By Christelle Sim
On 25 November, the Law Commission confirmed the accommodation of smart legal contracts (SLCs) within the existing legal framework in England and Wales, without the need for statutory law reform.
What are SLCs?
SLC is a legally binding digital agreement in which some or all of the contractual terms are intended to perform as algorithmic instructions. The Law Commission considers three general forms of SLC - natural language contract (language of a traditional contract) with automatic performance by a computer code, hybrid contract with some contractual obligations defined in natural language and others defined in the code, and contract recorded solely in code.[1]
Unique features of SLCs:
SLCs operate on a conditional logic - if X occurs, then Y is executed. An analogy to a vending machine can be made - only if the buyer has fulfilled the conditions of the ‘contract’ (inserting the said amount into the vending machine and selecting the item), then the machine will automatically dispense the item, completing the transaction.

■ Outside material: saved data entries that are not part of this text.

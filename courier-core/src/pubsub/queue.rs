//! Bounded inbound queue
//!
//! Decouples ingestion (transport receive path, local loopback) from
//! callback execution. Many producers, one consumer: the dispatch loop.
//!
//! When full, the configured [`BackpressurePolicy`] applies:
//!
//! - **`DropNewest`**: the incoming message is rejected
//! - **`DropOldest`**: the head of the queue is evicted to make room
//! - **`Block`**: [`push`](InboundQueue::push) waits for room;
//!   [`try_push`](InboundQueue::try_push) still rejects
//!
//! Every rejected or evicted message increments the drop counter by one.

use super::message::InboundMessage;
use crate::config::BackpressurePolicy;
use std::collections::VecDeque;
use std::sync::atomic::{AtomicU64, Ordering};
use std::sync::{Mutex, MutexGuard, PoisonError};
use thiserror::Error;
use tokio::sync::Notify;

/// Why a message was not enqueued
#[derive(Debug, Clone, Copy, PartialEq, Eq, Error)]
pub enum PushError {
    /// Queue full; message dropped under the backpressure policy
    #[error("inbound queue full, message dropped")]
    Dropped,

    /// Channel name or payload exceeds configured limits
    #[error("message exceeds configured limits")]
    Oversized,

    /// Queue closed by shutdown
    #[error("inbound queue closed")]
    Closed,
}

struct QueueState {
    items: VecDeque<InboundMessage>,
    closed: bool,
    last_seq: u64,
}

/// Bounded FIFO of inbound messages
pub struct InboundQueue {
    state: Mutex<QueueState>,
    capacity: usize,
    policy: BackpressurePolicy,
    dropped: AtomicU64,
    not_empty: Notify,
    not_full: Notify,
}

impl InboundQueue {
    /// Create a queue holding at most `capacity` messages (minimum 1)
    pub fn new(capacity: usize, policy: BackpressurePolicy) -> Self {
        let capacity = capacity.max(1);
        Self {
            state: Mutex::new(QueueState {
                items: VecDeque::with_capacity(capacity.min(4096)),
                closed: false,
                last_seq: 0,
            }),
            capacity,
            policy,
            dropped: AtomicU64::new(0),
            not_empty: Notify::new(),
            not_full: Notify::new(),
        }
    }

    fn lock(&self) -> MutexGuard<'_, QueueState> {
        self.state.lock().unwrap_or_else(PoisonError::into_inner)
    }

    fn accept(&self, state: &mut QueueState, mut message: InboundMessage) {
        state.last_seq += 1;
        message.seq = state.last_seq;
        state.items.push_back(message);
    }

    /// Enqueue without waiting.
    ///
    /// Returns the evicted message when `DropOldest` had to make room.
    ///
    /// # Errors
    ///
    /// `Dropped` when full under `DropNewest` or `Block`, `Closed` after
    /// [`close`](Self::close).
    pub fn try_push(&self, message: InboundMessage) -> Result<Option<InboundMessage>, PushError> {
        let mut state = self.lock();
        if state.closed {
            return Err(PushError::Closed);
        }

        if state.items.len() < self.capacity {
            self.accept(&mut state, message);
            drop(state);
            self.not_empty.notify_one();
            return Ok(None);
        }

        match self.policy {
            BackpressurePolicy::DropOldest => {
                let evicted = state.items.pop_front();
                self.accept(&mut state, message);
                drop(state);
                self.dropped.fetch_add(1, Ordering::Relaxed);
                self.not_empty.notify_one();
                Ok(evicted)
            }
            BackpressurePolicy::DropNewest | BackpressurePolicy::Block => {
                drop(state);
                self.dropped.fetch_add(1, Ordering::Relaxed);
                Err(PushError::Dropped)
            }
        }
    }

    /// Enqueue, waiting for room under the `Block` policy.
    ///
    /// Other policies behave exactly like [`try_push`](Self::try_push).
    ///
    /// # Errors
    ///
    /// `Dropped` under the dropping policies, `Closed` if the queue is (or
    /// becomes) closed while waiting.
    pub async fn push(&self, message: InboundMessage) -> Result<Option<InboundMessage>, PushError> {
        if self.policy != BackpressurePolicy::Block {
            return self.try_push(message);
        }

        loop {
            let notified = self.not_full.notified();
            tokio::pin!(notified);
            notified.as_mut().enable();

            {
                let mut state = self.lock();
                if state.closed {
                    return Err(PushError::Closed);
                }
                if state.items.len() < self.capacity {
                    self.accept(&mut state, message);
                    drop(state);
                    self.not_empty.notify_one();
                    return Ok(None);
                }
            }

            notified.await;
        }
    }

    /// Dequeue the next message, waiting until one is available.
    ///
    /// Returns `None` once the queue is closed; messages still queued at
    /// that point are not handed out.
    pub async fn pop(&self) -> Option<InboundMessage> {
        loop {
            let notified = self.not_empty.notified();
            tokio::pin!(notified);
            notified.as_mut().enable();

            {
                let mut state = self.lock();
                if state.closed {
                    return None;
                }
                if let Some(message) = state.items.pop_front() {
                    drop(state);
                    self.not_full.notify_one();
                    return Some(message);
                }
            }

            notified.await;
        }
    }

    /// Dequeue without waiting
    pub fn try_pop(&self) -> Option<InboundMessage> {
        let mut state = self.lock();
        if state.closed {
            return None;
        }
        let message = state.items.pop_front();
        drop(state);
        if message.is_some() {
            self.not_full.notify_one();
        }
        message
    }

    /// Close the queue, waking the consumer and any blocked producers.
    ///
    /// Returns the number of messages discarded.
    pub fn close(&self) -> usize {
        let discarded = {
            let mut state = self.lock();
            state.closed = true;
            let n = state.items.len();
            state.items.clear();
            n
        };
        self.not_empty.notify_waiters();
        self.not_full.notify_waiters();
        discarded
    }

    /// Whether the queue has been closed
    pub fn is_closed(&self) -> bool {
        self.lock().closed
    }

    /// Messages dropped under backpressure so far
    pub fn dropped(&self) -> u64 {
        self.dropped.load(Ordering::Relaxed)
    }

    /// Sequence number of the most recently accepted message (0 if none)
    pub fn last_seq(&self) -> u64 {
        self.lock().last_seq
    }

    /// Messages currently queued
    pub fn len(&self) -> usize {
        self.lock().items.len()
    }

    /// Whether no messages are queued
    pub fn is_empty(&self) -> bool {
        self.lock().items.is_empty()
    }

    /// Maximum number of queued messages
    pub fn capacity(&self) -> usize {
        self.capacity
    }

    /// Backpressure policy
    pub fn policy(&self) -> BackpressurePolicy {
        self.policy
    }
}

impl std::fmt::Debug for InboundQueue {
    fn fmt(&self, f: &mut std::fmt::Formatter<'_>) -> std::fmt::Result {
        f.debug_struct("InboundQueue")
            .field("len", &self.len())
            .field("capacity", &self.capacity)
            .field("policy", &self.policy)
            .field("dropped", &self.dropped())
            .finish()
    }
}
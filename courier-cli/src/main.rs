//! Courier CLI - inspect configuration and exercise the bus

use anyhow::{Context, Result};
use clap::{Parser, Subcommand};
use courier_core::config::CourierConfig;
use courier_core::pubsub::{Bus, HandlerResult, InboundMessage};
use std::path::PathBuf;
use std::sync::Arc;
use std::sync::atomic::{AtomicU64, Ordering};
use std::time::Instant;

#[derive(Parser)]
#[command(name = "courier")]
#[command(about = "Courier pub/sub CLI", long_about = None)]
#[command(version)]
struct Cli {
    /// Configuration file (defaults to courier.toml and COURIER_* variables)
    #[arg(short, long, global = true, env = "COURIER_CONFIG_PATH")]
    config: Option<PathBuf>,

    #[command(subcommand)]
    command: Commands,
}

#[derive(Subcommand)]
enum Commands {
    /// Print the effective configuration as JSON
    Config,
    /// Publish messages through an in-process bus and print statistics
    Demo {
        /// Number of messages to publish
        #[arg(short = 'n', long, default_value_t = 1000)]
        count: u64,
        /// Subscription pattern
        #[arg(short, long, default_value = "demo")]
        pattern: String,
        /// Treat the pattern as a regular expression
        #[arg(long)]
        regex: bool,
        /// Channel to publish on
        #[arg(long, default_value = "demo")]
        channel: String,
    },
    /// Version information
    Version,
}

fn load_config(path: Option<&PathBuf>) -> Result<CourierConfig> {
    let config = match path {
        Some(path) => CourierConfig::from_file(path),
        None => CourierConfig::load(),
    };
    config.context("loading configuration")
}

async fn run_demo(
    config: CourierConfig,
    count: u64,
    pattern: &str,
    regex: bool,
    channel: &str,
) -> Result<()> {
    let bus: Bus<Arc<AtomicU64>> = Bus::builder().config(config.bus).build()?;
    bus.start()?;

    let received = Arc::new(AtomicU64::new(0));
    bus.subscribe(
        pattern,
        regex,
        |_: &InboundMessage, received: &Arc<AtomicU64>| -> HandlerResult {
            received.fetch_add(1, Ordering::Relaxed);
            Ok(())
        },
        received.clone(),
    )?;

    let started = Instant::now();
    for i in 0..count {
        bus.publish(channel, &i.to_le_bytes()).await?;
    }
    bus.flush().await?;
    let elapsed = started.elapsed();

    bus.stop().await;

    tracing::info!(
        received = received.load(Ordering::Relaxed),
        elapsed_ms = elapsed.as_millis() as u64,
        "Demo finished"
    );
    println!("{}", serde_json::to_string_pretty(&bus.stats())?);
    Ok(())
}

#[tokio::main]
async fn main() -> Result<()> {
    let cli = Cli::parse();
    let config = load_config(cli.config.as_ref())?;

    // Initialize tracing
    tracing_subscriber::fmt()
        .with_env_filter(
            tracing_subscriber::EnvFilter::try_from_default_env()
                .unwrap_or_else(|_| tracing_subscriber::EnvFilter::new(&config.log_level)),
        )
        .init();

    match cli.command {
        Commands::Version => {
            println!("courier {}", env!("CARGO_PKG_VERSION"));
            println!("courier-core {}", courier_core::VERSION);
        }
        Commands::Config => {
            println!("{}", serde_json::to_string_pretty(&config)?);
        }
        Commands::Demo {
            count,
            pattern,
            regex,
            channel,
        } => run_demo(config, count, &pattern, regex, &channel).await?,
    }

    Ok(())
}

This will reduce the need for a middleman’s involvement in a transaction between two parties. The nature of blockchain technology also makes SLCs immutable, preventing cases of fraud and tampering of transactions. Under SLCs, the transactions are stored safely and accurately using cryptography, and are only accessible through cryptographic signatures. Upon verification, the transactions are permanently written to the blockchain and cannot be amended or deleted. SLCs can be used to manage supply chains, check and transfer payments for insurance claims, as well as bookkeeping in financial services.
Legal Impact of SLCs:
Offer and Acceptance?
While the publication of SLCs may amount to an offer made and accepted, it might pose challenges in identifying who made the offer and who accepted it, as well as when the acceptance took place. For instance, acceptance could occur when the final party to the transaction approved it by entering its private key; or when the transaction is accepted through the consensus algorithms and is published to the blockchain as part of a valid block.
Intention to create legal relations?
Although there is a presumption of intention in commercial contexts, it might be difficult to establish any intention to create legally binding relations in standalone SLCs. The issue is compounded SLCs are unlikely to be drafted directly by lawyers.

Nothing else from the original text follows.